North Carolina U.S. Sen. Thom Tillis has been working on fellow Republicans to support the Respect for Marriage Act, and found success Tuesday as it passed the chamber, 61-36. North Carolina’s senior senator, Richard Burr, was among the 12 Republicans who voted for it.

While the act does not require states to permit same-sex marriages, it does require that states recognize same-sex marriages performed in other states. Tillis played a pivotal role in negotiating the finer points of the bill and generating Republican support. He called it “a good compromise.”

“It’s one that’s based on mutual respect for our fellow Americans, protecting the rights of Americans who may have different lifestyles or different viewpoints,” he said on the Senate floor Tuesday.

The U.S. House is expected to pass the bill by the end of the year. It will then go to President Biden’s desk for signature. The House passed its version in July with a vote of 267-157, including 47 Republicans.

Tillis was a negotiator on the final version’s details, which include protections for nonprofits and religious organizations from being required to support same-sex marriages with services, facilities, or goods.

“One, it maintains the status quo with respect to same-sex marriage that was set forth by the Supreme Court decision, but then we make a lot of progress on ensuring that religious-affiliated institutions are still able to observe their faith and the way that they have for decades or centuries, and I think that we’ve struck that balance,” Tillis said in a virtual press conference earlier this month. “We put together a bill that has been endorsed by a religious freedom coalition that includes the Church of (Jesus Christ) of Latter-day Saints, the Seventh-day Adventists, the Council for Christian Colleges and Universities, the National Association of Evangelicals, and they believe that what we’ve done here is a good step forward for protecting religious freedom.”

The Respect for Marriage Act repeals the Defense of Marriage Act, signed into law in 1996 by President Bill Clinton, which defined marriage for federal purposes as the union of one man and one woman and allowed states to refuse to recognize same-sex marriages granted under the laws of other states.

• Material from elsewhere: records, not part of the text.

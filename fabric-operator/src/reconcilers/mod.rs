//! Per-kind reconcilers.
//!
//! Each kind implements [`Reconciler`](crate::controller::Reconciler); the
//! shell in [`crate::controller`] drives them.

pub mod chaincode;
pub mod chaincode_build;
pub mod channel;
pub mod federation;
pub mod network;
pub mod organization;
pub mod proposal;
pub mod vote;

use fabric_api::{ErrorCode, ObjectMeta, Resource};
use std::sync::Arc;
use tracing::debug;

use crate::controller::{Context, Controller, Runnable};
use crate::error::{OperatorError, Result};
use crate::store::Api;

pub use chaincode::ChaincodeReconciler;
pub use chaincode_build::ChaincodeBuildReconciler;
pub use channel::ChannelReconciler;
pub use federation::FederationReconciler;
pub use network::NetworkReconciler;
pub use organization::OrganizationReconciler;
pub use proposal::ProposalReconciler;
pub use vote::VoteReconciler;

/// Create `desired` or bring the stored object in line with it. `merge`
/// copies the managed fields of `desired` into the stored object and says
/// whether anything changed.
pub async fn ensure<K, F>(
    api: &Api<K>,
    desired: K,
    merge: F,
    create_code: ErrorCode,
    update_code: ErrorCode,
) -> Result<K>
where
    K: Resource,
    F: FnOnce(&mut K, &K) -> bool,
{
    match api.get_opt(desired.name()).await? {
        None => match api.create(&desired).await {
            Ok(created) => {
                debug!(key = %desired.key(), "created");
                Ok(created)
            }
            Err(e) if e.is_already_exists() => Ok(api.get(desired.name()).await?),
            Err(e) => Err(OperatorError::from_store(e, create_code)),
        },
        Some(mut current) => {
            if !merge(&mut current, &desired) {
                return Ok(current);
            }
            let updated = api
                .update(&current)
                .await
                .map_err(|e| OperatorError::from_store(e, update_code))?;
            debug!(key = %updated.key(), "updated");
            Ok(updated)
        }
    }
}

/// Make `meta` carry an owner reference to `owner`. Returns whether it changed.
pub fn adopt<O: Resource>(meta: &mut ObjectMeta, owner: &O) -> bool {
    if meta.is_owned_by(O::KIND, owner.name()) {
        return false;
    }
    meta.owner_references.push(owner.controller_reference());
    true
}

/// Attach an owner reference on a stored object and refresh `obj`'s
/// resource version so the pass can keep writing it.
pub async fn adopt_stored<K: Resource, O: Resource>(api: &Api<K>, obj: &mut K, owner: &O) -> Result<()> {
    if !adopt(obj.meta_mut(), owner) {
        return Ok(());
    }
    let written = api.update(obj).await?;
    obj.meta_mut().resource_version = written.meta().resource_version.clone();
    Ok(())
}

/// One controller per reconciled kind.
pub fn controllers(ctx: &Context) -> Vec<Arc<dyn Runnable>> {
    vec![
        Arc::new(Controller::new(OrganizationReconciler, ctx.clone())),
        Arc::new(Controller::new(FederationReconciler, ctx.clone())),
        Arc::new(Controller::new(NetworkReconciler, ctx.clone())),
        Arc::new(Controller::new(ChannelReconciler, ctx.clone())),
        Arc::new(Controller::new(ChaincodeReconciler, ctx.clone())),
        Arc::new(Controller::new(ChaincodeBuildReconciler, ctx.clone())),
        Arc::new(Controller::new(ProposalReconciler, ctx.clone())),
        Arc::new(Controller::new(VoteReconciler, ctx.clone())),
    ]
}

Groups like the Heritage Foundation and Alliance Defending Freedom disagree with Tillis’ assessment of the bill and call it “deceptively named.” They say the legislation puts a target on religious organizations who believe marriage is between one man and one woman.

“The issue is not the ability to believe in man-woman marriage, but the ability to live out those beliefs meaningfully in society and not be labeled a bigot by the government for doing so,” said Roger Severino of the Heritage Foundation.

Severino and other opponents believe that the measure is an effort to head off the U.S. Supreme Court from revisiting the 2015 Obergfell v. Hodges decision, in which the court decided 5-4 that several states violated the Equal Protection Clause and Due Process Clause of the 14th Amendment in bans on same-sex marriage or refusal to recognize legal same-sex marriages that occurred in jurisdictions that provided for such marriages.

Supreme Court Justice Clarence Thomas indicated in his concurring opinion in the Dobbs case overturning Roe v. Wade that the Obergefell decision could be on the table.

“In future cases, we should reconsider all of this court’s substantive due process precedents, including Griswold, Lawrence, and Obergefell,” Thomas wrote.

“I do think the Supreme Court decision changes the factors that lead you to a conclusion to support or not support the bill,” Tillis said in the press conference. “It certainly did for me. I mean, when you have a population that is growing, when you have people who are experts at arguing cases before the Supreme Court that believe that decision is going to hold at the SCOTUS level, then why not take some time to provide certainty to these families and take the opportunity to provide greater protections for religious freedom?”

The N.C. Values Coalition released a statement on Wednesday opposing the bill.

“The misnamed ‘Respect for Marriage Act’ is completely unnecessary, as it does nothing to change the legal status of same-sex marriage,” said Tami Fitzgerald, executive director of the Values Coalition. “It is a dangerous, direct attack on Americans who believe marriage is the union of one man and one woman and threatens their First Amendment rights by subjecting them to predatory lawsuits by activists, seeking to use the threat of litigation to silence debate and exclude people of faith from the public square. By choosing to disregard legitimate concerns about the undeniable harms of this bill and by rejecting amendments offered by Senators Lee, Rubio, and Lankford to protect religious freedom, Senators Tillis and Burr have betrayed their own voters and their party’s platform on marriage.”